来源:专题范文 时间:2024-10-11 15:00:03

张海丰 黄晨 司叶林

摘 要:主流发展经济学对中国经济发展成就有一定解释力,但无法胜任对中国式现代化的解释任务。通过对成功实现现代化的东亚国家的历史考察,指出演化经济学和发展型国家理论可以作为构建中国特色发展经济学的两种思想资源。中国能够成功实现现代化是因为我们的经济发展战略长期聚焦生产力提升,在经济发展的不同阶段能够适时调整发展战略和经济政策,并实现了制度变迁、经济结构变迁和国家能力提升三者的协同演进。制度变迁、经济结构变迁、国家能力提升成为构建中国特色发展经济学的三个重要意涵。

关键词:中国式现代化;
中国特色发展经济学;
演化经济学;
主流发展经济学

中图分类号:F061.3 文献标识码:A文章编号:1673-1573(2024)02-0030-07

一、发展经济学与中国式现代化

自第一次工业革命以来,全球经济格局不断演化,两极分化日益明显,发达国家的“现代经济”和尚未实现工业化国家的“传统经济”泾渭分明,而欠发达国家的工业化问题则成为发展经济学关注的主要问题[1]。发展经济学自诞生之日起,一直致力于解释发展中国家经济落后的原因,厘清促进发展中国家实现现代化的重要因素,针对发展中国家应该走什么样的现代化道路,从结构主义到新自由主义,再到新结构经济学,为发展中国家开出了一系列政策处方,但效果不尽如人意。中国是世界上最大的发展中国家,新中国成立之后特别是改革开放之后经历了一场史诗般的经济增长,经济总量于2010年超过日本成为世界第二大经济体,2023年人均GDP已达1.27万美元,离世界银行的高收入国家门槛1.38万美元仅一步之遥。改革开放以来,中国经济学界大量译介西方主流发展经济学①的著述,我国的经济政策制定或多或少都受其影响。不可否认,主流发展经济学理论的确可以部分解释中国的增长奇迹,但中国成功实现现代化绝不能简单地理解为是对主流发展经济学的政策实践。

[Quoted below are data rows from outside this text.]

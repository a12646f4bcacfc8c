use wutong_dosing::normalize;
use wutong_dosing::normalize::MAX_DOSE;

#[test]
fn non_positive_and_undefined_are_zero() {
    assert_eq!(normalize(0.0), 0);
    assert_eq!(normalize(-15.0), 0);
    assert_eq!(normalize(f64::NAN), 0);
    assert_eq!(normalize(f64::NEG_INFINITY), 0);
}

#[test]
fn rounds_half_up_to_tens() {
    assert_eq!(normalize(25.0), 30);
    assert_eq!(normalize(24.0), 20);
    assert_eq!(normalize(35.0), 40);
    assert_eq!(normalize(17.5), 20);
    assert_eq!(normalize(60.0), 60);
}

#[test]
fn any_positive_dose_is_at_least_ten() {
    assert_eq!(normalize(5.0), 10);
    assert_eq!(normalize(0.1), 10);
    assert_eq!(normalize(4.9), 10);
}

#[test]
fn monotonic_and_idempotent() {
    let mut previous = 0;
    for tenth in 0..=2000 {
        let raw = f64::from(tenth) / 10.0;
        let n = normalize(raw);
        assert!(n >= previous, "normalize({raw}) = {n} dropped below {previous}");
        assert_eq!(normalize(f64::from(n)), n);
        previous = n;
    }
}

#[test]
fn huge_input_stays_a_multiple_of_ten() {
    assert_eq!(normalize(1e12), MAX_DOSE);
    assert_eq!(normalize(f64::MAX), MAX_DOSE);
    assert_eq!(MAX_DOSE % 10, 0);
}
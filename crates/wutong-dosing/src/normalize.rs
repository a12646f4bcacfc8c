/// Step between recommended doses, mg.
pub const DOSE_STEP: f64 = 10.0;

/// Smallest non-zero dose ever recommended, mg.
pub const MIN_DOSE: u32 = 10;

/// Largest dose ever recommended: the top multiple of 10 that fits a `u32`.
pub const MAX_DOSE: u32 = u32::MAX / 10 * 10;

/// Map a raw dose to a usable one.
///
/// Non-positive or non-finite input means no dose (0). Anything else is
/// rounded half-up to the nearest multiple of 10 and never drops below
/// [`MIN_DOSE`], so 25 → 30, 24 → 20 and 5 → 10. Huge input saturates at
/// [`MAX_DOSE`].
pub fn normalize(raw: f64) -> u32 {
    if !raw.is_finite() || raw <= 0.0 {
        return 0;
    }
    let rounded = (raw / DOSE_STEP + 0.5).floor() * DOSE_STEP;
    (rounded.min(f64::from(MAX_DOSE)) as u32).max(MIN_DOSE)
}
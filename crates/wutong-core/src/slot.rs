//! Hourly slot conventions.
//!
//! A day is 24 slots starting at 08:00: slot 0 covers 08:00–09:00 and
//! slot 23 covers 07:00–08:00 of the next calendar day.

use std::ops::Range;

use serde::{Deserialize, Serialize};
use ts_rs::TS;

use crate::error::CoreError;

pub const SLOTS_PER_DAY: usize = 24;

/// Clock hour at which slot 0 begins.
pub const FIRST_SLOT_HOUR: usize = 8;

const SLOTS_PER_HALF: usize = SLOTS_PER_DAY / 2;

/// One of the two 12-hour spans a day is split into for the halving rule.
#[derive(Debug, Clone, Copy, PartialEq, Eq, Hash, Serialize, Deserialize, TS)]
#[serde(rename_all = "snake_case")]
#[ts(export)]
pub enum HalfDay {
    /// 08:00–20:00, slots 0–11.
    Day,
    /// 20:00–08:00, slots 12–23.
    Night,
}

impl HalfDay {
    pub const ALL: [HalfDay; 2] = [HalfDay::Day, HalfDay::Night];

    pub fn slots(self) -> Range<usize> {
        match self {
            HalfDay::Day => 0..SLOTS_PER_HALF,
            HalfDay::Night => SLOTS_PER_HALF..SLOTS_PER_DAY,
        }
    }

    /// The slot at which this half's maintenance dose is given.
    pub fn anchor_slot(self) -> usize {
        self.slots().start
    }

    pub fn of(slot: usize) -> Option<HalfDay> {
        HalfDay::ALL.into_iter().find(|h| h.slots().contains(&slot))
    }
}

pub fn check_slot(slot: usize) -> Result<usize, CoreError> {
    if slot < SLOTS_PER_DAY {
        Ok(slot)
    } else {
        Err(CoreError::InvalidSlot(slot))
    }
}

pub fn is_anchor_slot(slot: usize) -> bool {
    HalfDay::ALL.iter().any(|h| h.anchor_slot() == slot)
}

/// Human-readable label for a slot, e.g. `"08:00-09:00"`.
pub fn slot_label(slot: usize) -> String {
    let start = (slot + FIRST_SLOT_HOUR) % 24;
    let end = (slot + FIRST_SLOT_HOUR + 1) % 24;
    format!("{start:02}:00-{end:02}:00")
}
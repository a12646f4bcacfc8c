use axum::Json;
use axum::extract::State;
use jiff::civil::Date;
use serde::Deserialize;
use uuid::Uuid;

use wutong_core::models::record::HourlyRecord;
use wutong_core::models::score::PainScore;
use wutong_ledger::view::DayView;

use crate::error::ApiError;
use crate::extract::{ApiJson, ApiPath};
use crate::state::{self, AppState};

#[derive(Deserialize)]
pub struct FillRequest {
    pub slots: Vec<usize>,
    pub score: PainScore,
}

/// Manual maintenance bases. `null` or a missing field clears the entry.
#[derive(Deserialize)]
pub struct BasesRequest {
    #[serde(default)]
    pub am: Option<f64>,
    #[serde(default)]
    pub pm: Option<f64>,
}

pub async fn get_day(
    State(state): State<AppState>,
    ApiPath((id, date)): ApiPath<(Uuid, String)>,
) -> Result<Json<DayView>, ApiError> {
    let date: Date = date.parse()?;
    let mut sessions = state.sessions.lock().await;
    let ledger = state::ledger_mut(&mut sessions, id)?;
    Ok(Json(ledger.view(date)?))
}

pub async fn put_record(
    State(state): State<AppState>,
    ApiPath((id, date, slot)): ApiPath<(Uuid, String, usize)>,
    ApiJson(record): ApiJson<HourlyRecord>,
) -> Result<Json<DayView>, ApiError> {
    let date: Date = date.parse()?;
    let mut sessions = state.sessions.lock().await;
    let ledger = state::ledger_mut(&mut sessions, id)?;
    ledger.update_record(date, slot, record)?;
    Ok(Json(ledger.view(date)?))
}

pub async fn fill_scores(
    State(state): State<AppState>,
    ApiPath((id, date)): ApiPath<(Uuid, String)>,
    ApiJson(req): ApiJson<FillRequest>,
) -> Result<Json<DayView>, ApiError> {
    let date: Date = date.parse()?;
    let mut sessions = state.sessions.lock().await;
    let ledger = state::ledger_mut(&mut sessions, id)?;
    ledger.fill_scores(date, &req.slots, req.score)?;
    Ok(Json(ledger.view(date)?))
}

pub async fn put_bases(
    State(state): State<AppState>,
    ApiPath((id, date)): ApiPath<(Uuid, String)>,
    ApiJson(req): ApiJson<BasesRequest>,
) -> Result<Json<DayView>, ApiError> {
    let date: Date = date.parse()?;
    let mut sessions = state.sessions.lock().await;
    let ledger = state::ledger_mut(&mut sessions, id)?;
    ledger.set_manual_bases(date, req.am, req.pm)?;
    Ok(Json(ledger.view(date)?))
}
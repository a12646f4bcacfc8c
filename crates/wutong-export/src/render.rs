use serde::Serialize;
use tera::{Context, Tera};

use wutong_core::models::export_row::ExportRow;

use crate::error::ExportError;

/// Column headings shared by every export format.
pub const HEADERS: [&str; 5] = [
    "Date",
    "AM base (mg)",
    "PM base (mg)",
    "Rescue (mg)",
    "Total (mg)",
];

const TABLE_TEMPLATE_NAME: &str = "export_table.md";

const TABLE_TEMPLATE: &str = "\
| {{ headers | join(sep=\" | \") }} |
|{% for h in headers %}---|{% endfor %}
{% for row in rows %}| {{ row.date }} | {{ row.am_base }} | {{ row.pm_base }} | {{ row.rescue_total }} | {{ row.total }} |
{% endfor %}";

/// An [`ExportRow`] with every cell already formatted for display.
#[derive(Debug, Clone, PartialEq, Eq, Serialize)]
pub struct DisplayRow {
    pub date: String,
    pub am_base: String,
    pub pm_base: String,
    pub rescue_total: String,
    pub total: String,
}

impl DisplayRow {
    pub fn cells(&self) -> [&str; 5] {
        [
            &self.date,
            &self.am_base,
            &self.pm_base,
            &self.rescue_total,
            &self.total,
        ]
    }
}

impl From<&ExportRow> for DisplayRow {
    fn from(row: &ExportRow) -> Self {
        Self {
            date: row.date.to_string(),
            am_base: format_mg(row.am_base),
            pm_base: format_mg(row.pm_base),
            rescue_total: format_mg(row.rescue_total),
            total: format_mg(row.total),
        }
    }
}

/// Whole milligrams print without a decimal point, fractions with one.
pub fn format_mg(mg: f64) -> String {
    if mg.fract() == 0.0 {
        format!("{mg:.0}")
    } else {
        format!("{mg:.1}")
    }
}

/// Render export rows as a Markdown table.
pub fn render_table(rows: &[ExportRow]) -> Result<String, ExportError> {
    let mut tera = Tera::default();
    tera.add_raw_template(TABLE_TEMPLATE_NAME, TABLE_TEMPLATE)
        .map_err(|e| ExportError::TemplateParse(e.to_string()))?;

    let display: Vec<DisplayRow> = rows.iter().map(DisplayRow::from).collect();
    let mut context = Context::new();
    context.insert("headers", &HEADERS);
    context.insert("rows", &display);

    let rendered = tera.render(TABLE_TEMPLATE_NAME, &context)?;
    tracing::debug!(rows = rows.len(), "export table rendered");
    Ok(rendered)
}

按照新自由主义发展经济学的观点,发展中国家经济落后的根本原因在于制度落后[2]。因此,改革开放前中国经济发展陷入困境的原因主要是计划经济体制导致的,中国的经济制度从计划经济转变为市场经济是开启此后快速经济增长的制度前提。[3]也即,中国的市场化改革消除了价格扭曲,进而消除因价格扭曲而造成的需求与供给的长期混乱,最终避免了生产者剩余和消费者剩余的损失。在新制度经济学的意义上,由于市场经济的分散决策比中央计划的集中决策更具有信息优势,从而极大地降低了交易费用。再加上界定清晰的产权进一步提高了资源利用的效率,最终使资源得到更有效的配置。综上,他们得出结论:中国之所以能够成功推进现代化得益于市场导向的经济体制改革。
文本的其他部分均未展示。